Invece Bush non fece preparare nessuna emergenza in quel senso, mentre quattro giorni dopo dichiarava candidamente in TV che "nessuno avrebbe potuto prevedere il cedimento delle dighe". A qualcuno venne allora in mente che era stato proprio lui a porre il veto, in primavera, ad un finanziamento governativo destinato proprio al rafforzo degli argini del fiume che sono poi straripati.

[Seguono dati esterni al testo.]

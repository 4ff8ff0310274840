use chrono::{DateTime, Duration, Utc};
use serde_json::json;
use sqlx::{PgPool, Result};
use uuid::Uuid;

use crate::db::models::{
    Direction, PriceSnapshot, TokenKind, TokenStats, Transaction, TransactionPatch, TxStatus,
};

// --- Transaction queries ---

pub async fn create(pool: &PgPool, tx: &Transaction) -> Result<Transaction> {
    sqlx::query_as::<_, Transaction>(
        r#"
        INSERT INTO transactions (
            id, reference, token, direction, token_amount, ngn_amount, fee_ngn,
            rate_at_time, sender_address, recipient_address, chain_tx_id,
            payout_provider_tx_id, provider_reference, status, bank_code,
            account_number, account_name, bank_name, expires_at, meta,
            created_at, updated_at, confirmed_at
        ) VALUES (
            $1, $2, $3, $4, $5, $6, $7, $8, $9, $10, $11, $12, $13, $14, $15,
            $16, $17, $18, $19, $20, $21, $22, $23
        )
        RETURNING *
        "#,
    )
    .bind(tx.id)
    .bind(&tx.reference)
    .bind(tx.token)
    .bind(tx.direction)
    .bind(&tx.token_amount)
    .bind(tx.ngn_amount)
    .bind(tx.fee_ngn)
    .bind(&tx.rate_at_time)
    .bind(&tx.sender_address)
    .bind(&tx.recipient_address)
    .bind(&tx.chain_tx_id)
    .bind(&tx.payout_provider_tx_id)
    .bind(&tx.provider_reference)
    .bind(tx.status)
    .bind(&tx.bank_code)
    .bind(&tx.account_number)
    .bind(&tx.account_name)
    .bind(&tx.bank_name)
    .bind(tx.expires_at)
    .bind(&tx.meta)
    .bind(tx.created_at)
    .bind(tx.updated_at)
    .bind(tx.confirmed_at)
    .fetch_one(pool)
    .await
}

pub async fn find_by_reference(pool: &PgPool, reference: &str) -> Result<Option<Transaction>> {
    sqlx::query_as::<_, Transaction>("SELECT * FROM transactions WHERE reference = $1")
        .bind(reference)
        .fetch_optional(pool)
        .await
}

pub async fn find_by_id(pool: &PgPool, id: Uuid) -> Result<Option<Transaction>> {
    sqlx::query_as::<_, Transaction>("SELECT * FROM transactions WHERE id = $1")
        .bind(id)
        .fetch_optional(pool)
        .await
}

pub struct AddressFilter {
    pub direction: Option<Direction>,
    pub status: Option<TxStatus>,
    pub token: Option<TokenKind>,
}

pub async fn find_by_address(
    pool: &PgPool,
    address: &str,
    filter: &AddressFilter,
    limit: i64,
    offset: i64,
) -> Result<Vec<Transaction>> {
    sqlx::query_as::<_, Transaction>(
        r#"
        SELECT * FROM transactions
        WHERE (sender_address = $1 OR recipient_address = $1)
          AND ($2::tx_direction IS NULL OR direction = $2)
          AND ($3::tx_status IS NULL OR status = $3)
          AND ($4::token_kind IS NULL OR token = $4)
        ORDER BY created_at DESC
        LIMIT $5 OFFSET $6
        "#,
    )
    .bind(address)
    .bind(filter.direction)
    .bind(filter.status)
    .bind(filter.token)
    .bind(limit)
    .bind(offset)
    .fetch_all(pool)
    .await
}

pub async fn count_by_address(
    pool: &PgPool,
    address: &str,
    filter: &AddressFilter,
) -> Result<i64> {
    sqlx::query_scalar::<_, i64>(
        r#"
        SELECT COUNT(*) FROM transactions
        WHERE (sender_address = $1 OR recipient_address = $1)
          AND ($2::tx_direction IS NULL OR direction = $2)
          AND ($3::tx_status IS NULL OR status = $3)
          AND ($4::token_kind IS NULL OR token = $4)
        "#,
    )
    .bind(address)
    .bind(filter.direction)
    .bind(filter.status)
    .bind(filter.token)
    .fetch_one(pool)
    .await
}

pub async fn list_transactions(pool: &PgPool, limit: i64, offset: i64) -> Result<Vec<Transaction>> {
    sqlx::query_as::<_, Transaction>(
        "SELECT * FROM transactions ORDER BY created_at DESC LIMIT $1 OFFSET $2",
    )
    .bind(limit)
    .bind(offset)
    .fetch_all(pool)
    .await
}

pub async fn count_all(pool: &PgPool) -> Result<i64> {
    sqlx::query_scalar::<_, i64>("SELECT COUNT(*) FROM transactions")
        .fetch_one(pool)
        .await
}

pub async fn token_stats(pool: &PgPool) -> Result<Vec<TokenStats>> {
    sqlx::query_as::<_, TokenStats>(
        r#"
        SELECT token,
               COUNT(*) AS count,
               COALESCE(SUM(token_amount), 0) AS total_token_amount,
               COALESCE(SUM(ngn_amount), 0)::BIGINT AS total_ngn
        FROM transactions
        WHERE status = 'confirmed'
        GROUP BY token
        "#,
    )
    .fetch_all(pool)
    .await
}

/// The exactly-once primitive: a single atomic update that only applies
/// when the record is still in `required`. Returns the updated row on a
/// win, `None` when another task got there first (or the record is in a
/// different state). Set-once columns are never overwritten.
pub async fn conditional_update(
    pool: &PgPool,
    reference: &str,
    required: TxStatus,
    patch: TransactionPatch,
) -> Result<Option<Transaction>> {
    sqlx::query_as::<_, Transaction>(
        r#"
        UPDATE transactions
        SET status = $3,
            chain_tx_id = COALESCE(chain_tx_id, $4),
            payout_provider_tx_id = COALESCE(payout_provider_tx_id, $5),
            provider_reference = COALESCE(provider_reference, $6),
            confirmed_at = COALESCE($7, confirmed_at),
            meta = meta || $8,
            updated_at = NOW()
        WHERE reference = $1 AND status = $2
        RETURNING *
        "#,
    )
    .bind(reference)
    .bind(required)
    .bind(patch.status)
    .bind(patch.chain_tx_id)
    .bind(patch.payout_provider_tx_id)
    .bind(patch.provider_reference)
    .bind(patch.confirmed_at)
    .bind(patch.meta)
    .fetch_optional(pool)
    .await
}

/// Records the user-reported broadcast id. `chain_tx_id` is set once and
/// never reassigned.
pub async fn set_chain_tx_id(
    pool: &PgPool,
    reference: &str,
    chain_tx_id: &str,
) -> Result<Option<Transaction>> {
    sqlx::query_as::<_, Transaction>(
        r#"
        UPDATE transactions
        SET chain_tx_id = COALESCE(chain_tx_id, $2), updated_at = NOW()
        WHERE reference = $1
        RETURNING *
        "#,
    )
    .bind(reference)
    .bind(chain_tx_id)
    .fetch_optional(pool)
    .await
}

/// Reaper sweep: offramps whose deposit window has elapsed with no
/// receipt move to `failed`. Late confirm-receipts then observe a
/// non-pending status and are rejected.
pub async fn fail_expired_offramps(pool: &PgPool) -> Result<Vec<Transaction>> {
    sqlx::query_as::<_, Transaction>(
        r#"
        UPDATE transactions
        SET status = 'failed', meta = meta || $1, updated_at = NOW()
        WHERE direction = 'offramp'
          AND status = 'pending'
          AND expires_at IS NOT NULL
          AND expires_at < NOW()
        RETURNING *
        "#,
    )
    .bind(json!({"failure_reason": "expired"}))
    .fetch_all(pool)
    .await
}

// --- Price snapshot queries ---

pub async fn insert_price_snapshot(pool: &PgPool, snapshot: &PriceSnapshot) -> Result<()> {
    sqlx::query(
        r#"
        INSERT INTO price_snapshots (id, token, price_usd, price_ngn, usd_to_ngn, fetched_at)
        VALUES ($1, $2, $3, $4, $5, $6)
        "#,
    )
    .bind(snapshot.id)
    .bind(snapshot.token)
    .bind(&snapshot.price_usd)
    .bind(&snapshot.price_ngn)
    .bind(&snapshot.usd_to_ngn)
    .bind(snapshot.fetched_at)
    .execute(pool)
    .await?;

    Ok(())
}

pub async fn price_history(
    pool: &PgPool,
    token: TokenKind,
    hours: i64,
) -> Result<Vec<PriceSnapshot>> {
    let since: DateTime<Utc> = Utc::now() - Duration::hours(hours);

    sqlx::query_as::<_, PriceSnapshot>(
        r#"
        SELECT * FROM price_snapshots
        WHERE token = $1 AND fetched_at >= $2
        ORDER BY fetched_at DESC
        "#,
    )
    .bind(token)
    .bind(since)
    .fetch_all(pool)
    .await
}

Alla disperazione dei sopravissuti, che vedevamo in TV, si aggiungevano infatti le notizie di inspiegabili intoppi e ritardi, imposti dal governo federale (FEMA = Federal Emergency Management Agency) ai mezzi di soccorso che affluivano nella zona da ogni parte d'America. Interi convogli carichi di cibo, acqua e medicinali, che arrivavano con rapidità eccezionale ai confini del disastro, vi restavano poi bloccati dai federali senza nessun motivo apparente. Le televisioni trasmettevano in diretta le testimonianze di medici e paramedici a cui i federali avevano espressamente impedito di soccorrere persone morenti, con ridicole motivazioni di carattere giurisdizionale. In una contea della Luisiana, lo sceriffo locale arrivava a mettere degli uomini armati a guardi dei pali del telegrafo, dopo aver riattivato le linee inspiegabilmente tagliate dai federali.
Nel frattempo diventava sempre più stridente il contrasto con le immagini dei mezzi militari, che pattugliavano invece con efficienza assoluta le zone disastrate, sfollando senza troppi complimenti i residenti dalle case rimaste in piedi, reprimendo con violenza spropositata ogni tentativo di opporsi agli ordini di evacuazione, e stabilendo nell'arco di poche ore un vero e proprio stato di polizia tutt'intorno alla parte sommersa della città.
E quando gli sfollati, alcuni mesi più tardi, hanno potuto finalmente fare ritorno, hanno trovato le loro case inaccessibili, sigillate, o addirittura demolite, dopo averne perso la proprietà grazie a dei cavilli legali assolutamente inconsistenti. Il caso più ricorrente era quello in cui il proprietario si trovava ad aver perduto la casa "per trascorsi termini di pagamento del mutuo mensile".
In altre parole, le banche "non si erano accorte" che c'era stato l'uragano, e si aspettavano regolarmente i pagamenti di gente che nel frattempo veniva spedita in campi di raccolta dal lato opposto della nazione.
Ben pochi a quel punto si ritrovavano con la forza sufficiente per reagire, mentre al posto dei quartieri originali vedevano sorgere, da un giorno all'altro, intere zone residenziali completamente nuove, in cui naturalmente il prezzo al metro quadro era nel frattempo quintuplicato.
Inutile dire che le uniche società in corsa per i succulenti appalti edilizi furono quelle direttamente legate alla ex-società di Dick Cheney, la Halliburton, e a tutte le sue sussidiarie.
Nella stessa misura, "toccava" a quel gruppo anche il compito di ricostruire tutte le infrastrutture dell'industria petrolifera danneggiate dall'uragano, dagli oleodotti ai depositi di carburante, dagli attracchi portuali per le petroliere agli stessi pozzi galleggianti al largo nei Caraibi.
L'intero sistema produttivo dei grandi gruppi petroliferi texani veniva così rimesso a nuovo, grazie a Katrina, con i soldi del governo.
Si era quindi venuto a creare questo circolo perverso, in cui da un lato un presidente imbelle faceva di tutto per rallentare i soccorsi e aumentare la devastazione, i danni, e la "rimozione forzata" della popolazine di colore, mentre dall'altro il suo vice raccoglieva gli appalti per la ricostruzione, e gettava le basi per una rapida "ripopolazione" bianca - a causa dei prezzi quintuplicati - di tutta la zona disastrata.
Dal suo nascondiglio in Iraq la "Primula Rossa" di Al-Queda, Al Zarqawi, inneggiava sinistramente al mondo "Viva Katrina!"
Chissà a chi era davvero diretto quel curioso complimento del tutto inaspettato?